【特別企画】LED電球、どれを買う?
NEC「ライフレッズ 一般電球形7.5W LDA8L」
●スッキリデザインと十分な光の広がり。汎用性の高いLED電球
NECライティング「LIFELED'S (ライフレッズ) 一般電球形7.5W LDA8L」。一般電球に近いスタイリッシュなランプ形状が特徴だ |
昨年発売されたLED電球の中で、「良い製品なんだけど、惜しい!」と思わされたものがあった。NECライティングの「LIFELED'S(ライフレッズ) ELL6L-100V」である。明るさ、色の再現性はトップクラスなのに、光はスポットライトのように直線的で、かつ銀色の放熱フィン部が大部分を占めるというメカニカルなデザインとなっており、かなりクセの強い製品だったからだ。
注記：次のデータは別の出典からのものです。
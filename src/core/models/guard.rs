//! Bodyguard records

use super::common::GeoPoint;
use crate::storage::{Document, RecordId};
use serde::{Deserialize, Serialize};

/// Bodyguard roster entry
#[derive(Debug, Clone, Serialize, Deserialize)]
pub struct Bodyguard {
    /// Record identifier
    pub id: RecordId,
    /// Guard's name
    pub name: String,
    /// Employee identifier
    pub employee_id: String,
    /// Zone this guard covers
    pub assigned_zone: String,
    /// Shift status
    pub status: GuardStatus,
    /// What the guard is currently doing
    pub current_activity: String,
    /// Shift start, milliseconds since the Unix epoch
    pub shift_start: i64,
    /// Shift end, milliseconds since the Unix epoch
    pub shift_end: i64,
    /// Current position
    pub location: GeoPoint,
    /// Phone or radio contact
    pub contact: String,
    /// Held certifications
    pub certifications: Vec<String>,
}

impl Document for Bodyguard {
    fn id(&self) -> RecordId {
        self.id
    }
}

/// Bodyguard shift status
#[derive(Debug, Clone, Copy, PartialEq, Eq, Serialize, Deserialize)]
#[serde(rename_all = "snake_case")]
pub enum GuardStatus {
    OnDuty,
    OffDuty,
    Break,
    Emergency,
}
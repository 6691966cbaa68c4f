//! Build script for sentryops
//!
//! Embeds build-time metadata so audit tooling can report which build
//! produced a given log stream.

use std::process::Command;

fn main() {
    let build_time = std::time::SystemTime::now()
        .duration_since(std::time::UNIX_EPOCH)
        .unwrap()
        .as_secs();
    println!("cargo:rustc-env=BUILD_TIME={}", build_time);

    let git_hash = get_git_hash().unwrap_or_else(|| "unknown".to_string());
    println!("cargo:rustc-env=GIT_HASH={}", git_hash);

    println!("cargo:rerun-if-changed=.git/HEAD");
    println!("cargo:rerun-if-changed=Cargo.toml");
}

/// Get the current Git commit hash, if the build runs inside a checkout.
fn get_git_hash() -> Option<String> {
    let output = Command::new("git")
        .args(["rev-parse", "--short", "HEAD"])
        .output()
        .ok()?;

    if output.status.success() {
        let hash = String::from_utf8(output.stdout).ok()?;
        Some(hash.trim().to_string())
    } else {
        None
    }
}
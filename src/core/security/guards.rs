//! Bodyguard operations

use super::SecurityService;
use crate::core::models::{Bodyguard, GeoPoint, GuardStatus};
use crate::identity::RequestContext;
use crate::rbac::catalog::Permission;
use crate::storage::RecordId;
use crate::utils::error::Result;
use tracing::info;

/// Fields for adding a bodyguard to the roster
#[derive(Debug, Clone)]
pub struct NewBodyguard {
    pub name: String,
    pub employee_id: String,
    pub assigned_zone: String,
    pub status: GuardStatus,
    pub current_activity: String,
    pub shift_start: i64,
    pub shift_end: i64,
    pub location: GeoPoint,
    pub contact: String,
    pub certifications: Vec<String>,
}

/// Partial bodyguard update; `None` leaves the field untouched
#[derive(Debug, Clone, Default)]
pub struct BodyguardUpdate {
    pub name: Option<String>,
    pub employee_id: Option<String>,
    pub assigned_zone: Option<String>,
    pub status: Option<GuardStatus>,
    pub current_activity: Option<String>,
    pub shift_start: Option<i64>,
    pub shift_end: Option<i64>,
    pub location: Option<GeoPoint>,
    pub contact: Option<String>,
    pub certifications: Option<Vec<String>>,
}

impl SecurityService {
    /// Bodyguards the caller may see, zone-scoped. Requires
    /// `view_bodyguards`; fail-soft empty otherwise.
    pub async fn bodyguards(&self, ctx: &RequestContext) -> Vec<Bodyguard> {
        let Some(profile) = self.viewer(ctx, Permission::ViewBodyguards) else {
            return Vec::new();
        };
        Self::visible_in_zones(&profile, self.storage.bodyguards.all(), |g| {
            &g.assigned_zone
        })
    }

    /// On-duty bodyguards the caller may see
    pub async fn active_bodyguards(&self, ctx: &RequestContext) -> Vec<Bodyguard> {
        self.bodyguards(ctx)
            .await
            .into_iter()
            .filter(|g| g.status == GuardStatus::OnDuty)
            .collect()
    }

    /// Add a bodyguard. Requires `manage_bodyguards`.
    pub async fn add_bodyguard(
        &self,
        ctx: &RequestContext,
        new: NewBodyguard,
    ) -> Result<RecordId> {
        self.require(ctx, Permission::ManageBodyguards)?;

        let guard = Bodyguard {
            id: RecordId::new(),
            name: new.name,
            employee_id: new.employee_id,
            assigned_zone: new.assigned_zone,
            status: new.status,
            current_activity: new.current_activity,
            shift_start: new.shift_start,
            shift_end: new.shift_end,
            location: new.location,
            contact: new.contact,
            certifications: new.certifications,
        };
        let id = self.storage.bodyguards.insert(guard)?;

        info!(guard_id = %id, "Bodyguard added");
        self.audit
            .record(ctx, "add_bodyguard", "bodyguards", Some(id.to_string()), None)
            .await;
        Ok(id)
    }

    /// Patch a bodyguard record. Requires `manage_bodyguards`.
    pub async fn update_bodyguard(
        &self,
        ctx: &RequestContext,
        guard_id: RecordId,
        update: BodyguardUpdate,
    ) -> Result<Bodyguard> {
        self.require(ctx, Permission::ManageBodyguards)?;

        let updated = self.storage.bodyguards.patch(guard_id, |guard| {
            if let Some(name) = update.name {
                guard.name = name;
            }
            if let Some(employee_id) = update.employee_id {
                guard.employee_id = employee_id;
            }
            if let Some(zone) = update.assigned_zone {
                guard.assigned_zone = zone;
            }
            if let Some(status) = update.status {
                guard.status = status;
            }
            if let Some(activity) = update.current_activity {
                guard.current_activity = activity;
            }
            if let Some(start) = update.shift_start {
                guard.shift_start = start;
            }
            if let Some(end) = update.shift_end {
                guard.shift_end = end;
            }
            if let Some(location) = update.location {
                guard.location = location;
            }
            if let Some(contact) = update.contact {
                guard.contact = contact;
            }
            if let Some(certs) = update.certifications {
                guard.certifications = certs;
            }
        })?;

        self.audit
            .record(
                ctx,
                "update_bodyguard",
                "bodyguards",
                Some(guard_id.to_string()),
                None,
            )
            .await;
        Ok(updated)
    }

    /// Field status update. Requires `update_guard_status` (narrower than
    /// full management).
    pub async fn update_guard_status(
        &self,
        ctx: &RequestContext,
        guard_id: RecordId,
        status: GuardStatus,
        current_activity: Option<String>,
    ) -> Result<Bodyguard> {
        self.require(ctx, Permission::UpdateGuardStatus)?;

        let updated = self.storage.bodyguards.patch(guard_id, |guard| {
            guard.status = status;
            if let Some(activity) = current_activity {
                guard.current_activity = activity;
            }
        })?;

        self.audit
            .record(
                ctx,
                "update_guard_status",
                "bodyguards",
                Some(guard_id.to_string()),
                Some(format!("status={:?}", status)),
            )
            .await;
        Ok(updated)
    }

    /// Remove a bodyguard. Requires `manage_bodyguards`.
    pub async fn delete_bodyguard(&self, ctx: &RequestContext, guard_id: RecordId) -> Result<()> {
        self.require(ctx, Permission::ManageBodyguards)?;
        self.storage.bodyguards.delete(guard_id)?;

        info!(guard_id = %guard_id, "Bodyguard removed");
        self.audit
            .record(
                ctx,
                "delete_bodyguard",
                "bodyguards",
                Some(guard_id.to_string()),
                None,
            )
            .await;
        Ok(())
    }
}
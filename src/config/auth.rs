//! Authentication and bootstrap configuration

use serde::{Deserialize, Serialize};

/// Authentication configuration
#[derive(Debug, Clone, Serialize, Deserialize)]
pub struct AuthConfig {
    /// Session token time-to-live in seconds
    #[serde(default = "default_session_ttl")]
    pub session_ttl: u64,
    /// Defaults applied to self-service bootstrap profiles
    #[serde(default)]
    pub bootstrap: BootstrapConfig,
}

impl Default for AuthConfig {
    fn default() -> Self {
        Self {
            session_ttl: default_session_ttl(),
            bootstrap: BootstrapConfig::default(),
        }
    }
}

/// Defaults for profiles created through the self-service bootstrap path.
///
/// The first authenticated caller with no existing admin profile becomes the
/// admin; every later self-service profile becomes a viewer. Both get these
/// department/zone defaults.
#[derive(Debug, Clone, Serialize, Deserialize)]
pub struct BootstrapConfig {
    /// Department assigned to bootstrap profiles
    #[serde(default = "default_department")]
    pub department: String,
    /// Zones assigned to bootstrap profiles
    #[serde(default = "default_zones")]
    pub assigned_zones: Vec<String>,
}

impl Default for BootstrapConfig {
    fn default() -> Self {
        Self {
            department: default_department(),
            assigned_zones: default_zones(),
        }
    }
}

fn default_session_ttl() -> u64 {
    86_400
}

fn default_department() -> String {
    "Administration".to_string()
}

fn default_zones() -> Vec<String> {
    vec!["Main Building".to_string()]
}
//! Types shared across domain records

use serde::{Deserialize, Serialize};
use std::fmt;

/// Plain coordinate pair
#[derive(Debug, Clone, Copy, PartialEq, Serialize, Deserialize)]
pub struct GeoPoint {
    /// Latitude
    pub lat: f64,
    /// Longitude
    pub lng: f64,
}

/// Coordinate pair tagged with the zone it falls in.
///
/// The zone name is what zone-scoped visibility filters on.
#[derive(Debug, Clone, PartialEq, Serialize, Deserialize)]
pub struct ZonedLocation {
    /// Latitude
    pub lat: f64,
    /// Longitude
    pub lng: f64,
    /// Zone name
    pub zone: String,
}

/// Event severity, shared by physical and network events
#[derive(Debug, Clone, Copy, PartialEq, Eq, PartialOrd, Ord, Hash, Serialize, Deserialize)]
#[serde(rename_all = "snake_case")]
pub enum Severity {
    Low,
    Medium,
    High,
    Critical,
}

impl fmt::Display for Severity {
    fn fmt(&self, f: &mut fmt::Formatter<'_>) -> fmt::Result {
        let s = match self {
            Severity::Low => "low",
            Severity::Medium => "medium",
            Severity::High => "high",
            Severity::Critical => "critical",
        };
        f.write_str(s)
    }
}
//! Domain records tracked by the dashboard
//!
//! Field sets mirror the reference deployment's tables; enums replace its
//! string literals, with snake_case at the serialization edge.

mod camera;
mod common;
mod dog;
mod event;
mod guard;
mod network;

pub use camera::{AiFeatures, CameraLocation, CameraStatus, CctvCamera};
pub use common::{GeoPoint, Severity, ZonedLocation};
pub use dog::{DogStatus, GuardDog, HandlerContact, HealthMetrics};
pub use event::{EventMetadata, EventSource, SecurityEvent, SecurityEventType};
pub use guard::{Bodyguard, GuardStatus};
pub use network::{NetworkEvent, NetworkEventStatus, NetworkEventType, SiemRule, SiemRuleCondition};
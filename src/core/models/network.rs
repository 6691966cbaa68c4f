//! Network event and SIEM rule records

use super::common::Severity;
use crate::identity::UserId;
use crate::storage::{Document, RecordId};
use serde::{Deserialize, Serialize};

/// A network event feeding the SIEM views
#[derive(Debug, Clone, Serialize, Deserialize)]
pub struct NetworkEvent {
    /// Record identifier
    pub id: RecordId,
    /// When the event occurred, milliseconds since the Unix epoch
    pub timestamp: i64,
    /// Event kind
    pub event_type: NetworkEventType,
    /// Severity
    pub severity: Severity,
    /// Source IP address
    pub source_ip: String,
    /// Destination IP address
    pub destination_ip: Option<String>,
    /// Destination port
    pub port: Option<u16>,
    /// Protocol (e.g. "tcp", "udp")
    pub protocol: Option<String>,
    /// Disposition of the event
    pub status: NetworkEventStatus,
    /// Operator-facing description
    pub description: String,
    /// Account involved, when known
    pub user_id: Option<String>,
    /// Network location or segment
    pub location: Option<String>,
    /// Loosely-structured detail (attempt counts, malware names, ...)
    pub metadata: Option<serde_json::Value>,
}

impl Document for NetworkEvent {
    fn id(&self) -> RecordId {
        self.id
    }
}

/// Network event kind
#[derive(Debug, Clone, Copy, PartialEq, Eq, Hash, Serialize, Deserialize)]
#[serde(rename_all = "snake_case")]
pub enum NetworkEventType {
    LoginAttempt,
    NetworkScan,
    MalwareDetected,
    DataExfiltration,
    PrivilegeEscalation,
    FirewallBlock,
    IntrusionDetection,
    DdosAttack,
    SuspiciousTraffic,
}

/// Disposition of a network event
#[derive(Debug, Clone, Copy, PartialEq, Eq, Hash, Serialize, Deserialize)]
#[serde(rename_all = "snake_case")]
pub enum NetworkEventStatus {
    Allowed,
    Blocked,
    Failed,
    Detected,
    Quarantined,
}

/// A correlation rule evaluated against incoming network events
#[derive(Debug, Clone, Serialize, Deserialize)]
pub struct SiemRule {
    /// Record identifier
    pub id: RecordId,
    /// Rule name
    pub name: String,
    /// What the rule detects
    pub description: String,
    /// Event kind this rule applies to (wire-format name)
    pub event_type: String,
    /// Match conditions, all must hold
    pub conditions: Vec<SiemRuleCondition>,
    /// Severity assigned on match
    pub severity: Severity,
    /// Whether the rule is evaluated
    pub is_active: bool,
    /// Actions taken on match (e.g. "alert", "block_ip")
    pub actions: Vec<String>,
    /// Who created the rule
    pub created_by: UserId,
}

impl Document for SiemRule {
    fn id(&self) -> RecordId {
        self.id
    }
}

/// A single field/operator/value condition within a rule
#[derive(Debug, Clone, Serialize, Deserialize)]
pub struct SiemRuleCondition {
    /// Event field to inspect
    pub field: String,
    /// Comparison operator (e.g. "eq", "gt", "contains")
    pub operator: String,
    /// Value to compare against
    pub value: String,
}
しかし、この6月に発売された新しいライフレッズ「一般電球形7.5W LDA8L(電球色相当)/LDA8D(昼白色相当)」では、そのクセが大きく改良された。放熱フィンを省いたスッキリとしたデザインは、いかにも白熱電球らしい形状。前モデルのメカニカルな見た目は影を潜めている。光も、白熱電球のように広がっている。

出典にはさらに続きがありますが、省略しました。